Le propos de l'auteur est de relever les similitudes avec les lois récentes (état d'urgence ...) nées des attentats de 2015 en France. Cependant, je ne retiens ici que ce qui concerne la présentation et l'analyse à proprement parler des lois scélérates, dans la perspective d'un éventuel travail avec les élèves pour le cours de 1ere intitulé "3 République, la mise en oeuvre du projet républicain".
Entre 1893 et 1894, plusieurs lois sont votées en France par le Parlement, prétendument pour faire face à une vague d’attentats anarchistes.
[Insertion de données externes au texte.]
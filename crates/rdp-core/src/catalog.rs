//! Chunk catalog: the sorted candidate set, each chunk annotated with its cost.
//!
//! Built once from input and never mutated. The search only ever asks one
//! question of it: which chunks extend a covered prefix `[0, covered_end)`
//! without leaving a gap.

use std::str::FromStr;

use serde::{Deserialize, Serialize};

use crate::chunk::Chunk;
use crate::connection::ConnectionInfo;
use crate::error::InputError;

/// How `discoverable_from` finds candidates. Results are identical; only the
/// amount of the catalog scanned differs.
#[derive(Debug, Clone, Copy, PartialEq, Eq, Default, Serialize, Deserialize)]
#[serde(rename_all = "lowercase")]
pub enum Lookup {
    /// Scan every entry.
    Linear,
    /// Binary-search the start-sorted entries for a window: entries starting
    /// after `covered_end` are cut off, as are entries starting so early that
    /// even the longest chunk in the catalog ends by `covered_end`. Entries
    /// inside the window are still filtered one by one.
    #[default]
    Indexed,
}

impl FromStr for Lookup {
    type Err = String;

    fn from_str(s: &str) -> Result<Self, Self::Err> {
        match s.to_ascii_lowercase().as_str() {
            "linear" => Ok(Lookup::Linear),
            "indexed" => Ok(Lookup::Indexed),
            other => Err(format!("unknown lookup {other:?} (expected linear or indexed)")),
        }
    }
}

/// A catalog chunk with its precomputed download time.
#[derive(Debug, Clone, Copy, PartialEq)]
pub struct CatalogEntry {
    pub chunk: Chunk,
    pub cost: f64,
}

#[derive(Debug, Clone)]
pub struct ChunkCatalog {
    entries: Vec<CatalogEntry>,
    /// Longest chunk length, bounding how far back an extending chunk can start.
    max_len: u64,
    lookup: Lookup,
}

impl ChunkCatalog {
    /// Annotates every chunk with its download time and sorts by `(start, end)`.
    ///
    /// Contained and duplicate chunks are kept: a chunk inside another may still
    /// be part of a cheaper cover. `conn.bandwidth` must be positive.
    pub fn build(chunks: impl IntoIterator<Item = Chunk>, conn: &ConnectionInfo) -> Self {
        let mut entries: Vec<CatalogEntry> = chunks
            .into_iter()
            .map(|chunk| CatalogEntry {
                chunk,
                cost: conn.download_time(&chunk),
            })
            .collect();
        entries.sort_by_key(|e| e.chunk);
        let max_len = entries.iter().map(|e| e.chunk.len()).max().unwrap_or(0);
        tracing::debug!(
            "built chunk catalog with {} entries, longest chunk {}",
            entries.len(),
            max_len
        );
        Self {
            entries,
            max_len,
            lookup: Lookup::default(),
        }
    }

    /// Like `build`, from raw `(start, end)` pairs. The error's `line` is the
    /// 0-based index of the offending pair.
    pub fn from_pairs(
        pairs: impl IntoIterator<Item = (i64, i64)>,
        conn: &ConnectionInfo,
    ) -> Result<Self, InputError> {
        let chunks = pairs
            .into_iter()
            .enumerate()
            .map(|(i, (start, end))| Chunk::from_raw(start, end, i))
            .collect::<Result<Vec<_>, _>>()?;
        Ok(Self::build(chunks, conn))
    }

    pub fn with_lookup(mut self, lookup: Lookup) -> Self {
        self.lookup = lookup;
        self
    }

    pub fn lookup(&self) -> Lookup {
        self.lookup
    }

    pub fn len(&self) -> usize {
        self.entries.len()
    }

    pub fn is_empty(&self) -> bool {
        self.entries.is_empty()
    }

    /// All entries in `(start, end)` order.
    pub fn entries(&self) -> &[CatalogEntry] {
        &self.entries
    }

    pub fn start_chunks(&self) -> impl Iterator<Item = &CatalogEntry> + '_ {
        self.entries.iter().take_while(|e| e.chunk.is_start_chunk())
    }

    pub fn end_chunks(&self, image_size: u64) -> impl Iterator<Item = &CatalogEntry> + '_ {
        self.entries
            .iter()
            .filter(move |e| e.chunk.is_end_chunk(image_size))
    }

    /// Entries with `start <= covered_end < end`: each adds at least one new
    /// byte to a prefix ending at `covered_end` without leaving a gap.
    ///
    /// The iterator is lazy and can be re-created at will; the catalog is never touched.
    pub fn discoverable_from(
        &self,
        covered_end: u64,
    ) -> impl Iterator<Item = &CatalogEntry> + '_ {
        self.discoverable_within(covered_end, covered_end)
    }

    /// Entries discoverable from at least one `covered_end` in
    /// `[first_end, last_end]`, i.e. `start <= last_end && end > first_end`,
    /// in catalog order.
    pub fn discoverable_within(
        &self,
        first_end: u64,
        last_end: u64,
    ) -> impl Iterator<Item = &CatalogEntry> + '_ {
        let candidates = match self.lookup {
            Lookup::Linear => &self.entries[..],
            Lookup::Indexed => {
                let lo = self
                    .entries
                    .partition_point(|e| e.chunk.start.saturating_add(self.max_len) <= first_end);
                let hi = self.entries.partition_point(|e| e.chunk.start <= last_end);
                &self.entries[lo.min(hi)..hi]
            }
        };
        candidates
            .iter()
            .filter(move |e| e.chunk.start <= last_end && e.chunk.end > first_end)
    }
}

#[cfg(test)]
mod tests {
    use super::*;

    fn conn() -> ConnectionInfo {
        ConnectionInfo {
            image_size: 10,
            latency: 1,
            bandwidth: 1,
            num_chunks: 0,
        }
    }

    fn catalog(pairs: &[(i64, i64)]) -> ChunkCatalog {
        ChunkCatalog::from_pairs(pairs.iter().copied(), &conn()).unwrap()
    }

    fn spans<'a>(it: impl Iterator<Item = &'a CatalogEntry>) -> Vec<(u64, u64)> {
        it.map(|e| (e.chunk.start, e.chunk.end)).collect()
    }

    #[test]
    fn build_sorts_and_keeps_everything() {
        let cat = catalog(&[(5, 10), (0, 10), (0, 5), (3, 4), (0, 5)]);
        assert_eq!(cat.len(), 5);
        assert_eq!(
            spans(cat.entries().iter()),
            vec![(0, 5), (0, 5), (0, 10), (3, 4), (5, 10)]
        );
        // 2 * latency + len / bandwidth
        assert_eq!(cat.entries()[0].cost, 7.0);
        assert_eq!(cat.entries()[2].cost, 12.0);
    }

    #[test]
    fn from_pairs_rejects_bad_range() {
        let err = ChunkCatalog::from_pairs([(0, 5), (7, 7)], &conn()).unwrap_err();
        assert!(matches!(
            err,
            InputError::InvalidChunkRange { line: 1, start: 7, end: 7 }
        ));
    }

    #[test]
    fn discoverable_excludes_gaps_and_non_extending() {
        let cat = catalog(&[(0, 5), (3, 4), (3, 8), (5, 10), (6, 10)]);
        assert_eq!(spans(cat.discoverable_from(0)), vec![(0, 5)]);
        assert_eq!(spans(cat.discoverable_from(5)), vec![(3, 8), (5, 10)]);
        assert_eq!(spans(cat.discoverable_from(8)), vec![(5, 10), (6, 10)]);
        assert!(cat.discoverable_from(10).next().is_none());
    }

    #[test]
    fn lookups_agree() {
        let pairs = [(0, 3), (0, 7), (1, 2), (2, 9), (4, 5), (4, 10), (7, 8), (9, 10)];
        let linear = catalog(&pairs).with_lookup(Lookup::Linear);
        let indexed = catalog(&pairs).with_lookup(Lookup::Indexed);
        for end in 0..=11 {
            assert_eq!(
                spans(linear.discoverable_from(end)),
                spans(indexed.discoverable_from(end)),
                "covered_end = {end}"
            );
        }
    }

    #[test]
    fn discoverable_within_spans_several_ends() {
        let cat = catalog(&[(0, 2), (0, 5), (1, 3), (4, 6), (6, 9), (8, 10)]);
        assert_eq!(
            spans(cat.discoverable_within(2, 5)),
            vec![(0, 5), (1, 3), (4, 6)]
        );
        assert_eq!(
            spans(cat.discoverable_within(7, 7)),
            spans(cat.discoverable_from(7))
        );
    }

    #[test]
    fn indexed_window_skips_chunks_ending_early() {
        // Longest chunk is 3 bytes, so nothing starting before 7 reaches past 9.
        let pairs: Vec<(i64, i64)> = (0..10).map(|s| (s, s + 1)).chain([(6, 9)]).collect();
        let linear = catalog(&pairs).with_lookup(Lookup::Linear);
        let indexed = catalog(&pairs).with_lookup(Lookup::Indexed);
        for (first, last) in [(0, 0), (3, 6), (9, 9), (8, 12)] {
            assert_eq!(
                spans(linear.discoverable_within(first, last)),
                spans(indexed.discoverable_within(first, last)),
                "[{first}, {last}]"
            );
        }
        assert_eq!(spans(indexed.discoverable_from(9)), vec![(9, 10)]);
        assert_eq!(spans(indexed.discoverable_from(8)), vec![(6, 9), (8, 9)]);
    }

    #[test]
    #[cfg(debug_assertions)]
    #[should_panic(expected = "bandwidth must be positive")]
    fn zero_bandwidth_catalog_is_rejected() {
        let conn = ConnectionInfo {
            bandwidth: 0,
            ..conn()
        };
        ChunkCatalog::build([Chunk { start: 0, end: 4 }], &conn);
    }

    #[test]
    fn start_and_end_chunks() {
        let cat = catalog(&[(0, 4), (2, 10), (0, 10), (5, 9)]);
        assert_eq!(spans(cat.start_chunks()), vec![(0, 4), (0, 10)]);
        assert_eq!(spans(cat.end_chunks(10)), vec![(0, 10), (2, 10)]);
    }

    #[test]
    fn lookup_from_str() {
        assert_eq!("linear".parse::<Lookup>().unwrap(), Lookup::Linear);
        assert_eq!("Indexed".parse::<Lookup>().unwrap(), Lookup::Indexed);
        assert!("tree".parse::<Lookup>().is_err());
    }
}
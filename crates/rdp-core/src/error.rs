//! Error types for reading and validating problem input.
//!
//! A missing cover is not an error: the search reports it as `None`.

use thiserror::Error;

/// Failure while reading connection parameters or the chunk list.
///
/// `line` is 1-based and refers to the input stream line that caused the error.
#[derive(Debug, Error)]
pub enum InputError {
    /// A value is missing, non-numeric, or a chunk line has the wrong field count.
    #[error("malformed input at line {line}: {reason}")]
    MalformedInput { line: usize, reason: String },

    /// A chunk whose range is empty, reversed, or starts before byte 0.
    #[error("invalid chunk range at line {line}: [{start}, {end})")]
    InvalidChunkRange { line: usize, start: i64, end: i64 },

    /// The underlying reader failed.
    #[error("read failed: {0}")]
    Io(#[from] std::io::Error),
}

impl InputError {
    pub(crate) fn malformed(line: usize, reason: impl Into<String>) -> Self {
        InputError::MalformedInput {
            line,
            reason: reason.into(),
        }
    }

    /// Input line the error points at, if any.
    pub fn line(&self) -> Option<usize> {
        match self {
            InputError::MalformedInput { line, .. } | InputError::InvalidChunkRange { line, .. } => {
                Some(*line)
            }
            InputError::Io(_) => None,
        }
    }
}
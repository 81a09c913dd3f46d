//! Chunk type and range predicates.

use serde::Serialize;

use crate::error::InputError;

/// A retrievable byte range [start, end) (half-open). Always non-empty.
#[derive(Debug, Clone, Copy, PartialEq, Eq, PartialOrd, Ord, Hash, Serialize)]
pub struct Chunk {
    /// Start offset (inclusive).
    pub start: u64,
    /// End offset (exclusive).
    pub end: u64,
}

impl Chunk {
    /// Validates raw input bounds: `0 <= start < end`.
    ///
    /// `line` is only used for the error.
    pub fn from_raw(start: i64, end: i64, line: usize) -> Result<Self, InputError> {
        if start < 0 || start >= end {
            return Err(InputError::InvalidChunkRange { line, start, end });
        }
        Ok(Chunk {
            start: start as u64,
            end: end as u64,
        })
    }

    /// Length of this chunk in bytes.
    pub fn len(&self) -> u64 {
        self.end - self.start
    }

    /// This chunk ends exactly where `other` begins.
    pub fn is_contiguous(&self, other: &Chunk) -> bool {
        self.end == other.start
    }

    /// The two ranges share at least one byte or touch.
    pub fn overlaps(&self, other: &Chunk) -> bool {
        self.start <= other.end && self.end >= other.start
    }

    pub fn has_same_start(&self, other: &Chunk) -> bool {
        self.start == other.start
    }

    pub fn has_same_end(&self, other: &Chunk) -> bool {
        self.end == other.end
    }

    pub fn contains_byte(&self, pos: u64) -> bool {
        pos >= self.start && pos < self.end
    }

    /// `other` lies entirely within this chunk.
    pub fn contains(&self, other: &Chunk) -> bool {
        other.start >= self.start && other.end <= self.end
    }

    pub fn is_start_chunk(&self) -> bool {
        self.start == 0
    }

    pub fn is_end_chunk(&self, image_size: u64) -> bool {
        self.end == image_size
    }
}

impl std::fmt::Display for Chunk {
    fn fmt(&self, f: &mut std::fmt::Formatter<'_>) -> std::fmt::Result {
        write!(f, "[{}, {})", self.start, self.end)
    }
}
//! Tests for the solve subcommand.

use super::parse;
use clap::Parser;
use crate::cli::{CliCommand, OutputFormat, SearchArgs};
use rdp_core::catalog::Lookup;
use rdp_core::config::RdpConfig;
use std::path::Path;

#[test]
fn cli_parse_solve_stdin() {
    match parse(&["rdp", "solve"]) {
        CliCommand::Solve {
            input,
            format,
            show_chunks,
            search,
        } => {
            assert!(input.is_none());
            assert_eq!(format, OutputFormat::Text);
            assert!(!show_chunks);
            assert!(!search.no_bound);
            assert!(!search.no_dominance);
            assert!(search.lookup.is_none());
        }
        _ => panic!("expected Solve"),
    }
}

#[test]
fn cli_parse_solve_file_and_flags() {
    match parse(&[
        "rdp",
        "solve",
        "inputs/first.input",
        "--format",
        "json",
        "--show-chunks",
        "--no-bound",
        "--lookup",
        "linear",
    ]) {
        CliCommand::Solve {
            input,
            format,
            show_chunks,
            search,
        } => {
            assert_eq!(input.as_deref(), Some(Path::new("inputs/first.input")));
            assert_eq!(format, OutputFormat::Json);
            assert!(show_chunks);
            assert!(search.no_bound);
            assert!(!search.no_dominance);
            assert_eq!(search.lookup, Some(Lookup::Linear));
        }
        _ => panic!("expected Solve with flags"),
    }
}

#[test]
fn cli_parse_solve_rejects_unknown_lookup() {
    assert!(crate::cli::Cli::try_parse_from(["rdp", "solve", "--lookup", "tree"]).is_err());
}

#[test]
fn search_args_override_config() {
    let cfg = RdpConfig::default();
    let args = SearchArgs {
        no_bound: true,
        no_dominance: true,
        lookup: Some(Lookup::Linear),
    };
    let planner = args.planner(&cfg);
    assert!(!planner.search.bound);
    assert!(!planner.search.dominance);
    assert_eq!(planner.lookup, Lookup::Linear);

    let planner = SearchArgs::default().planner(&cfg);
    assert!(planner.search.bound);
    assert_eq!(planner.lookup, Lookup::Indexed);
}
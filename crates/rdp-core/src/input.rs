//! Problem input: connection parameters followed by the chunk list.
//!
//! ```text
//! 2000        image size (bytes)
//! 25          latency (s)
//! 15          bandwidth (bytes/s)
//! 2           number of chunks
//! 0,1800
//! 1000,2000
//! ```

use std::io::{BufRead, Lines};

use crate::chunk::Chunk;
use crate::connection::ConnectionInfo;
use crate::error::InputError;

/// Cap on up-front allocation; the declared count is untrusted.
const MAX_PREALLOCATED_CHUNKS: usize = 100_000;

/// Source of the four connection parameters.
pub trait ConnectionInfoProvider {
    fn connection_info(&mut self) -> Result<ConnectionInfo, InputError>;
}

/// Source of exactly `num_chunks` validated chunks.
pub trait ChunkListProvider {
    fn chunks(&mut self, num_chunks: u64) -> Result<Vec<Chunk>, InputError>;
}

/// Reads both providers from one line-oriented stream, numbering lines from 1
/// across the whole input.
pub struct LineReader<R> {
    lines: Lines<R>,
    line: usize,
}

impl<R: BufRead> LineReader<R> {
    pub fn new(reader: R) -> Self {
        Self {
            lines: reader.lines(),
            line: 0,
        }
    }

    /// Number of lines consumed so far.
    pub fn line(&self) -> usize {
        self.line
    }

    /// Next line, or `MalformedInput` naming what was expected if the input ended.
    fn expect_line(&mut self, what: &str) -> Result<String, InputError> {
        match self.lines.next() {
            Some(line) => {
                self.line += 1;
                Ok(line?)
            }
            None => Err(InputError::malformed(
                self.line + 1,
                format!("unexpected end of input, expected {what}"),
            )),
        }
    }

    fn read_value(&mut self, what: &str) -> Result<u64, InputError> {
        let text = self.expect_line(what)?;
        let text = text.trim();
        text.parse::<u64>().map_err(|_| {
            InputError::malformed(
                self.line,
                format!("expected a non-negative integer for {what}, got {text:?}"),
            )
        })
    }

    fn read_chunk(&mut self, index: u64) -> Result<Chunk, InputError> {
        let text = self.expect_line(&format!("chunk {}", index + 1))?;
        let line = self.line;
        let fields: Vec<&str> = text.trim().split(',').collect();
        if fields.len() != 2 {
            return Err(InputError::malformed(
                line,
                format!("expected \"start,end\", got {} field(s)", fields.len()),
            ));
        }
        let parse = |field: &str| {
            let field = field.trim();
            field.parse::<i64>().map_err(|_| {
                InputError::malformed(line, format!("expected an integer offset, got {field:?}"))
            })
        };
        let start = parse(fields[0])?;
        let end = parse(fields[1])?;
        Chunk::from_raw(start, end, line)
    }
}

impl<R: BufRead> ConnectionInfoProvider for LineReader<R> {
    fn connection_info(&mut self) -> Result<ConnectionInfo, InputError> {
        let image_size = self.read_value("image size")?;
        let latency = self.read_value("latency")?;
        let bandwidth = self.read_value("bandwidth")?;
        if bandwidth == 0 {
            return Err(InputError::malformed(self.line, "bandwidth must be positive"));
        }
        let num_chunks = self.read_value("chunk count")?;
        Ok(ConnectionInfo {
            image_size,
            latency,
            bandwidth,
            num_chunks,
        })
    }
}

impl<R: BufRead> ChunkListProvider for LineReader<R> {
    fn chunks(&mut self, num_chunks: u64) -> Result<Vec<Chunk>, InputError> {
        let capacity = usize::try_from(num_chunks)
            .unwrap_or(MAX_PREALLOCATED_CHUNKS)
            .min(MAX_PREALLOCATED_CHUNKS);
        let mut out = Vec::with_capacity(capacity);
        for index in 0..num_chunks {
            out.push(self.read_chunk(index)?);
        }
        Ok(out)
    }
}
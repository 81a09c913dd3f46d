//! `rdp solve [path]` – plan one problem and print the result.

use anyhow::{Context, Result};
use rdp_core::config::RdpConfig;
use rdp_core::input::LineReader;
use rdp_core::planner::{PlanReport, Planner, Solution};
use std::fmt::Write as _;
use std::fs::File;
use std::io::{self, BufReader};
use std::path::Path;

use crate::cli::{OutputFormat, SearchArgs};

/// Reads and plans one problem file.
pub(crate) fn plan_file(planner: &Planner, path: &Path) -> Result<PlanReport> {
    let file = File::open(path).with_context(|| format!("open input: {}", path.display()))?;
    let report = planner
        .plan(&mut LineReader::new(BufReader::new(file)))
        .with_context(|| format!("read problem: {}", path.display()))?;
    Ok(report)
}

/// Text: the time (plus chunks when asked), or nothing without a solution.
pub(crate) fn render(
    report: &PlanReport,
    format: OutputFormat,
    show_chunks: bool,
    precision: usize,
) -> Result<String> {
    if format == OutputFormat::Json {
        let mut json = report.to_json().context("serialize report")?;
        json.push('\n');
        return Ok(json);
    }

    let mut out = String::new();
    if let Solution::Found { chunks, .. } = &report.solution {
        if let Some(time) = report.solution.format_time(precision) {
            writeln!(out, "{time}")?;
        }
        if show_chunks {
            for chunk in chunks {
                writeln!(out, "  {chunk}")?;
            }
        }
    }
    Ok(out)
}

pub fn run_solve(
    cfg: &RdpConfig,
    input: Option<&Path>,
    format: OutputFormat,
    show_chunks: bool,
    search: &SearchArgs,
) -> Result<()> {
    let planner = search.planner(cfg);
    let report = match input {
        Some(path) => plan_file(&planner, path)?,
        None => {
            let stdin = io::stdin();
            planner
                .plan(&mut LineReader::new(stdin.lock()))
                .context("read problem from stdin")?
        }
    };
    tracing::info!(
        "solved image_size={} chunks={} time={:?} rounds={}",
        report.image_size,
        report.catalog_size,
        report.solution.download_time(),
        report.stats.rounds
    );
    print!("{}", render(&report, format, show_chunks, cfg.precision)?);
    Ok(())
}

#[cfg(test)]
mod tests {
    use super::*;

    fn report(text: &str) -> PlanReport {
        Planner::default()
            .plan(&mut LineReader::new(text.as_bytes()))
            .unwrap()
    }

    #[test]
    fn text_prints_three_decimals() {
        let r = report("10\n1\n1\n2\n0,5\n3,10\n");
        assert_eq!(render(&r, OutputFormat::Text, false, 3).unwrap(), "16.000\n");
    }

    #[test]
    fn text_lists_chunks_on_request() {
        let r = report("10\n1\n1\n2\n0,5\n3,10\n");
        assert_eq!(
            render(&r, OutputFormat::Text, true, 1).unwrap(),
            "16.0\n  [0, 5)\n  [3, 10)\n"
        );
    }

    #[test]
    fn no_solution_prints_nothing() {
        let r = report("10\n1\n1\n1\n1,10\n");
        assert_eq!(render(&r, OutputFormat::Text, true, 3).unwrap(), "");
    }

    #[test]
    fn json_is_a_full_report() {
        let r = report("10\n1\n1\n1\n1,10\n");
        let out = render(&r, OutputFormat::Json, false, 3).unwrap();
        assert!(out.contains("\"no_solution\""));
        assert!(out.ends_with('\n'));
    }

    #[test]
    fn plan_file_names_the_path_on_error() {
        let dir = tempfile::tempdir().unwrap();
        let path = dir.path().join("bad.input");
        std::fs::write(&path, "10\nx\n").unwrap();
        let err = plan_file(&Planner::default(), &path).unwrap_err();
        let msg = format!("{err:#}");
        assert!(msg.contains("bad.input"), "{msg}");
        assert!(msg.contains("line 2"), "{msg}");
    }
}
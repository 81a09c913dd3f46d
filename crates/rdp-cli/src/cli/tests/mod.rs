//! CLI parse tests.

use super::{Cli, CliCommand};
use clap::Parser;

pub(super) fn parse(args: &[&str]) -> CliCommand {
    let cli = Cli::try_parse_from(args).unwrap();
    cli.command
}

mod solve;
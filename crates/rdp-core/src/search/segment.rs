//! Immutable segment values: a covered prefix plus the chunks that built it.

use std::rc::Rc;

use crate::chunk::Chunk;

/// One link of a segment's chunk trail. Children of the same parent share the
/// parent's links, so extending a segment never copies its history.
#[derive(Debug)]
struct Link {
    chunk: Chunk,
    prev: Option<Rc<Link>>,
}

impl Drop for Link {
    // Unlink iteratively; long trails would otherwise recurse once per chunk.
    fn drop(&mut self) {
        let mut next = self.prev.take();
        while let Some(rc) = next {
            match Rc::try_unwrap(rc) {
                Ok(mut link) => next = link.prev.take(),
                Err(_) => break,
            }
        }
    }
}

/// A candidate partial or complete cover of `[covered_start, covered_end)`.
///
/// `covered_end` is the furthest byte reached, not a sum of chunk sizes:
/// overlapping bytes count once.
#[derive(Debug, Clone)]
pub struct Segment {
    covered_start: u64,
    covered_end: u64,
    total_cost: f64,
    chunk_count: usize,
    trail: Option<Rc<Link>>,
}

impl Segment {
    /// The empty segment `[0, 0)` with cost 0 that every search starts from.
    pub fn root() -> Self {
        Segment {
            covered_start: 0,
            covered_end: 0,
            total_cost: 0.0,
            chunk_count: 0,
            trail: None,
        }
    }

    /// New segment with `chunk` appended. `self` is left untouched.
    pub fn extend(&self, chunk: Chunk, cost: f64) -> Self {
        Segment {
            covered_start: self.covered_start,
            covered_end: self.covered_end.max(chunk.end),
            total_cost: self.total_cost + cost,
            chunk_count: self.chunk_count + 1,
            trail: Some(Rc::new(Link {
                chunk,
                prev: self.trail.clone(),
            })),
        }
    }

    pub fn covered_start(&self) -> u64 {
        self.covered_start
    }

    pub fn covered_end(&self) -> u64 {
        self.covered_end
    }

    pub fn total_cost(&self) -> f64 {
        self.total_cost
    }

    /// Bytes covered; at most the sum of the chunk sizes.
    pub fn covered_len(&self) -> u64 {
        self.covered_end - self.covered_start
    }

    pub fn chunk_count(&self) -> usize {
        self.chunk_count
    }

    /// Chunks in the order they were chosen.
    pub fn chunks(&self) -> Vec<Chunk> {
        let mut out = Vec::with_capacity(self.chunk_count);
        let mut link = self.trail.as_deref();
        while let Some(l) = link {
            out.push(l.chunk);
            link = l.prev.as_deref();
        }
        out.reverse();
        out
    }
}
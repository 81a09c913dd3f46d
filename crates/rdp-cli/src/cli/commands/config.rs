//! `rdp config` – show where the config and log live and what is in effect.

use anyhow::Result;
use rdp_core::config::{self, RdpConfig};
use rdp_core::logging;

pub fn run_config(cfg: &RdpConfig) -> Result<()> {
    println!("# {}", config::config_path()?.display());
    println!("# log: {}", logging::log_path()?.display());
    print!("{}", toml::to_string_pretty(cfg)?);
    let planner = cfg.planner();
    println!(
        "# effective: lookup={:?} bound={} dominance={}",
        planner.lookup, planner.search.bound, planner.search.dominance
    );
    Ok(())
}
use crate::db;
use crate::routes::{self, RouteDelegates};
use crate::settings::Settings;
use anyhow::Result;
use sqlx::AnyPool;
use std::sync::Arc;
use tracing::{debug, error, info};

/// Application state shared with every handler and middleware layer.
/// Settings are immutable after startup; the pool is internally shared.
#[derive(Clone)]
pub struct AppState {
    pub settings: Arc<Settings>,
    pub db: AnyPool,
}

/// Start the web server with the given delegated handler groups.
pub async fn start_server(settings: Settings, delegates: RouteDelegates) -> Result<()> {
    let addr = format!("{}:{}", settings.host, settings.port);

    let db = db::connect(&settings.database)?;
    let settings = Arc::new(settings);

    debug!(debug_mode = settings.debug, "Creating application state");
    let state = Arc::new(AppState {
        settings: settings.clone(),
        db,
    });

    debug!("Setting up routes");
    let app = routes::router(state, delegates)?;

    info!("Routes configured:");
    if settings.serve_api_root {
        info!("  GET  /          - API descriptor");
    }
    info!("  *    /admin/... - Administrative interface (delegated)");
    info!("  *    /...       - App handler groups: auth, menu, cart, orders (delegated)");

    debug!(address = %addr, "Binding TCP listener");
    let listener = match tokio::net::TcpListener::bind(&addr).await {
        Ok(listener) => {
            let local_addr = listener.local_addr()?;
            info!("🚀 ClickToEat backend listening on http://{}", local_addr);
            info!(
                debug_mode = settings.debug,
                "Cookie policy: {:?}",
                settings.cookie_policy()
            );
            listener
        }
        Err(e) => {
            error!(address = %addr, error = %e, "Failed to bind to address");
            return Err(e.into());
        }
    };

    match axum::serve(listener, app).await {
        Ok(()) => {
            info!("Server stopped");
            Ok(())
        }
        Err(e) => {
            error!(error = %e, "Server error");
            Err(e.into())
        }
    }
}
// Library exports for testing and embedding

pub mod cookies;
pub mod cors;
pub mod csrf;
pub mod db;
pub mod routes;
pub mod server;
pub mod settings;

// Re-export commonly used types
pub use routes::RouteDelegates;
pub use server::AppState;
pub use settings::Settings;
Le lien entre professions de foi anarchistes et attentats tout comme celui entre ces nouvelles lois et l'efficacité de la lutte contre les attentats sont les premiers points approfondis par l'auteur. Tout d'abord, R. Kempf fait remarquer le procès de Lyon en 1883 fut une première tentative du gouvernement de brser le mouvement anarchiste au moyen du droit pénal et de la justice, alors même qu'il n'y avait pas alors d'attentats. Ce qui est reproché à l'époque, ce sont les opinions et notamment la propagande révolutionnaire. Les anarchistes sont particulièrement visés car ils revendiquent une "propagande par le fait". Il s'agissait de promouvoir une action politique qui dépasse la simple propagande intellectuelle et qui ne s'interdise pas les moyens "illégaux" pouvant aller jusqu'à la reprise individuelle (le vol pour contester le droit de propriété privée) et la violence politique (l'attentat contre les institutions et leurs représentants)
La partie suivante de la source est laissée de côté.